:: ENTRIES SUPPLIED

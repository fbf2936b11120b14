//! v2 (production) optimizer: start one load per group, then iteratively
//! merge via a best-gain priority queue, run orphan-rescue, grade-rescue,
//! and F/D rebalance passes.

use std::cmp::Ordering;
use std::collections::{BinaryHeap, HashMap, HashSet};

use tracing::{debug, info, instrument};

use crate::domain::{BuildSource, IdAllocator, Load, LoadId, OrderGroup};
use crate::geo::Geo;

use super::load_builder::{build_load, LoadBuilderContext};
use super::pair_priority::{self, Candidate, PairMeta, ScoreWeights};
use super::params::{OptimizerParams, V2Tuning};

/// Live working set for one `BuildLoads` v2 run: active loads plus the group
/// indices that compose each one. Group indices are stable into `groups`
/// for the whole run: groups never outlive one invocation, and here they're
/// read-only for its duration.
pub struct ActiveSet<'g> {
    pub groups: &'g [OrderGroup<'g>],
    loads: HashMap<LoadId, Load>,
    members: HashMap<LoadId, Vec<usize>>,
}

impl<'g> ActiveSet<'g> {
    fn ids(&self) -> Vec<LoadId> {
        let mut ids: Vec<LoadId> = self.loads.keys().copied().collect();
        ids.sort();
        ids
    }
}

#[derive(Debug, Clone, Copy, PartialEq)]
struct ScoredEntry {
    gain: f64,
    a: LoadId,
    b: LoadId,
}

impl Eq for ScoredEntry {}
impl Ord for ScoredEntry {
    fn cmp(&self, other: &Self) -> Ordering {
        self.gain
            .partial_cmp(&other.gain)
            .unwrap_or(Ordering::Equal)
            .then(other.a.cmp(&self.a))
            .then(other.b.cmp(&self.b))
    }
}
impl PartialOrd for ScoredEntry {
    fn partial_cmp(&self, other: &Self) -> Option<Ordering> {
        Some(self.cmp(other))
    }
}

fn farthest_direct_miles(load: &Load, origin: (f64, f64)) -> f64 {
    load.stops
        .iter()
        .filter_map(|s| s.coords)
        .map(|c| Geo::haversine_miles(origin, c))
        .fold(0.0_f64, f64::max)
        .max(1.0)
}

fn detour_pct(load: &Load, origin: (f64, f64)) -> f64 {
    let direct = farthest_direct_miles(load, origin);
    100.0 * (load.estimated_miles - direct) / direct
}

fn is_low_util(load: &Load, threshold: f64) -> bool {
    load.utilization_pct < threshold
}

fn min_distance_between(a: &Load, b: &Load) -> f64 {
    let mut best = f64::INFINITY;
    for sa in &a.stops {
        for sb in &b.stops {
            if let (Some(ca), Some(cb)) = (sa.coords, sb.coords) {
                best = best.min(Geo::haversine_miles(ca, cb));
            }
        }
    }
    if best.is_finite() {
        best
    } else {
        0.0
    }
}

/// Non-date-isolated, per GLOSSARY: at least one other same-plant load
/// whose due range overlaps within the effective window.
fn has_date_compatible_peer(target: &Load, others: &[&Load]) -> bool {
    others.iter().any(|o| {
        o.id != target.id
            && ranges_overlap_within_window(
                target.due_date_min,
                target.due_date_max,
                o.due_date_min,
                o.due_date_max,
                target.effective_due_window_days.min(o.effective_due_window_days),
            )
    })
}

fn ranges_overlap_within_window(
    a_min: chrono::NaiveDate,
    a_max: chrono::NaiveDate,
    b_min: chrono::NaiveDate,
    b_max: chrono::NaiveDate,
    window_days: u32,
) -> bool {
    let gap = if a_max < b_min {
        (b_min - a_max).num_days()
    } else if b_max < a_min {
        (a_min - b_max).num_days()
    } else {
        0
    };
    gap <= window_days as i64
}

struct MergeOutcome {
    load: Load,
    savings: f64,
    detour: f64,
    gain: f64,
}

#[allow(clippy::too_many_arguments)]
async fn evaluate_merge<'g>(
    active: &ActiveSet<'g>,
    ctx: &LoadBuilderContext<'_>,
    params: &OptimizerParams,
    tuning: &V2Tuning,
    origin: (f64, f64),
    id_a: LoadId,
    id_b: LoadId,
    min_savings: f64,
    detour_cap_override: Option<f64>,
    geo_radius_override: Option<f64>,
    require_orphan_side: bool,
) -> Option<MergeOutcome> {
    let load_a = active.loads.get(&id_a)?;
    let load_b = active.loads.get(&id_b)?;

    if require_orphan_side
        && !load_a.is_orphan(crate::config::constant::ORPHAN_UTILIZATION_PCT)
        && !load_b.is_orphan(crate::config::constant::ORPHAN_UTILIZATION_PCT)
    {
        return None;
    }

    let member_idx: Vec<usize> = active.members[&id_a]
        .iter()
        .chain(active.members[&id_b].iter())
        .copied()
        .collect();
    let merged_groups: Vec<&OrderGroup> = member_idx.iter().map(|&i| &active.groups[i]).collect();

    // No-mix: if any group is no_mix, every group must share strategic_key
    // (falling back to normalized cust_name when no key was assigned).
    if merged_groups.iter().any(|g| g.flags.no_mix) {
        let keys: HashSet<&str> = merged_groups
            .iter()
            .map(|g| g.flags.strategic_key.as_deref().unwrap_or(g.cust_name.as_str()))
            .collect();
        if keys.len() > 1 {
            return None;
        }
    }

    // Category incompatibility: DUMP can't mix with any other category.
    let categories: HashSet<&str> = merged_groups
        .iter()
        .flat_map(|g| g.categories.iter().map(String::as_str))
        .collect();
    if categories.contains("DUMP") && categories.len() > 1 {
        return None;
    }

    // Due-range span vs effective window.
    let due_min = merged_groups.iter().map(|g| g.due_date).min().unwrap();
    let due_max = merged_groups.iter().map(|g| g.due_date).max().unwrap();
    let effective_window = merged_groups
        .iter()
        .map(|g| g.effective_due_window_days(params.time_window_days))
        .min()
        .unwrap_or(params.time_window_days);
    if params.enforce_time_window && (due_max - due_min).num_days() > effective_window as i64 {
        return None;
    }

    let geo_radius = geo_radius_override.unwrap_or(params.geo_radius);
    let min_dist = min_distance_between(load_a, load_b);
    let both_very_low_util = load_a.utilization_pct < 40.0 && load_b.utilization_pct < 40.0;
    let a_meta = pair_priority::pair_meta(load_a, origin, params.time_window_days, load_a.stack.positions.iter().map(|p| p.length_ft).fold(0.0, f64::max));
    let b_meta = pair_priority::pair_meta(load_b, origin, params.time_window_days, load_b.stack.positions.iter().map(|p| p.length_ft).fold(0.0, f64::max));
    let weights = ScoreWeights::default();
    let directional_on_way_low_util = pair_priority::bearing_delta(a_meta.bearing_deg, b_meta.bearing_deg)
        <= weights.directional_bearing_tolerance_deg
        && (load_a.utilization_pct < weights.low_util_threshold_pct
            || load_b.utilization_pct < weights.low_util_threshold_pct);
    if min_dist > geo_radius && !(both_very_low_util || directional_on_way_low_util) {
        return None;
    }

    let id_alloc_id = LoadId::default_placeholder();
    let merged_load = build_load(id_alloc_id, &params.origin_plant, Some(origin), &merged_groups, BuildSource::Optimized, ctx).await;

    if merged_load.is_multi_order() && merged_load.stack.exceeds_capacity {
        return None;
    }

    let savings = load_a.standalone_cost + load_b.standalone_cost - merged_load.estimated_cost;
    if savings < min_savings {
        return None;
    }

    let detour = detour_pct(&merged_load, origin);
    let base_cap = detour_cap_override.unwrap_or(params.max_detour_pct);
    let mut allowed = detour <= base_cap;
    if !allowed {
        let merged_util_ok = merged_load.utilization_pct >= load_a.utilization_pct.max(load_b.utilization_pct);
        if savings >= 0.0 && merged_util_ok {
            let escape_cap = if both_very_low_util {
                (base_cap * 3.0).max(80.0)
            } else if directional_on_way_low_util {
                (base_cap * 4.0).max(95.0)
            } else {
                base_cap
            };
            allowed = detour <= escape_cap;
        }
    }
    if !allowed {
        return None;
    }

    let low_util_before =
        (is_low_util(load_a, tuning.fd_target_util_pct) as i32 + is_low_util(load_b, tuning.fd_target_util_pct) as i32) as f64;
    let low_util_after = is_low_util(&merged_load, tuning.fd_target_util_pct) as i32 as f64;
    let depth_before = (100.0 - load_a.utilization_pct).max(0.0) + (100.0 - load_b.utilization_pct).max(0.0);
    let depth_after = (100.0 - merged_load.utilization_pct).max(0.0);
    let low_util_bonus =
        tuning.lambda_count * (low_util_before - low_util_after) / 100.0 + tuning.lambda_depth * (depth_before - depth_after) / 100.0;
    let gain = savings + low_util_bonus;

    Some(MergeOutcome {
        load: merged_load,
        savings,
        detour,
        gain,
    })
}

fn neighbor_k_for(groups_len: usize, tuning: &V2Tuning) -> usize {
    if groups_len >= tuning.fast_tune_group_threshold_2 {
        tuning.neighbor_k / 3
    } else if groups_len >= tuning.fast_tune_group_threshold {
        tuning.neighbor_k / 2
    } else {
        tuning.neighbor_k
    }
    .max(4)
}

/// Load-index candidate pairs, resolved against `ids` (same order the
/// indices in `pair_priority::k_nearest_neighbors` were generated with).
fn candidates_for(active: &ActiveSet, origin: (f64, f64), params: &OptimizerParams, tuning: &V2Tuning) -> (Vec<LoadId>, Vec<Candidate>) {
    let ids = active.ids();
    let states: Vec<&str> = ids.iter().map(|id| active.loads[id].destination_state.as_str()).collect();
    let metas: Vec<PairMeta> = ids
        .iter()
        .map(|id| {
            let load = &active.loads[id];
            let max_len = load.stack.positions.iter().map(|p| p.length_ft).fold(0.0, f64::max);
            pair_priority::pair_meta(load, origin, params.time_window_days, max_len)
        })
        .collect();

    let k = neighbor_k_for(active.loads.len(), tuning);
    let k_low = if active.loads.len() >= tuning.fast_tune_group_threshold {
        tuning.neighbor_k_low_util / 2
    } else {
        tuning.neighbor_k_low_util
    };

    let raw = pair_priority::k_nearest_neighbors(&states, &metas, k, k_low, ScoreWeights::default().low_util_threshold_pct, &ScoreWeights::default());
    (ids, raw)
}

::::

- AIM OF THE TASK: From the opening line of the data above through the line holding "use crate::geo::Geo;", give every line again exactly as it stands.

- RESPONSE AREA:
repository fbf2936b11120b14
//! v2 (production) optimizer: start one load per group, then iteratively
//! merge via a best-gain priority queue, run orphan-rescue, grade-rescue,
//! and F/D rebalance passes.

use std::cmp::Ordering;
use std::collections::{BinaryHeap, HashMap, HashSet};

use tracing::{debug, info, instrument};

use crate::domain::{BuildSource, IdAllocator, Load, LoadId, OrderGroup};
use crate::geo::Geo;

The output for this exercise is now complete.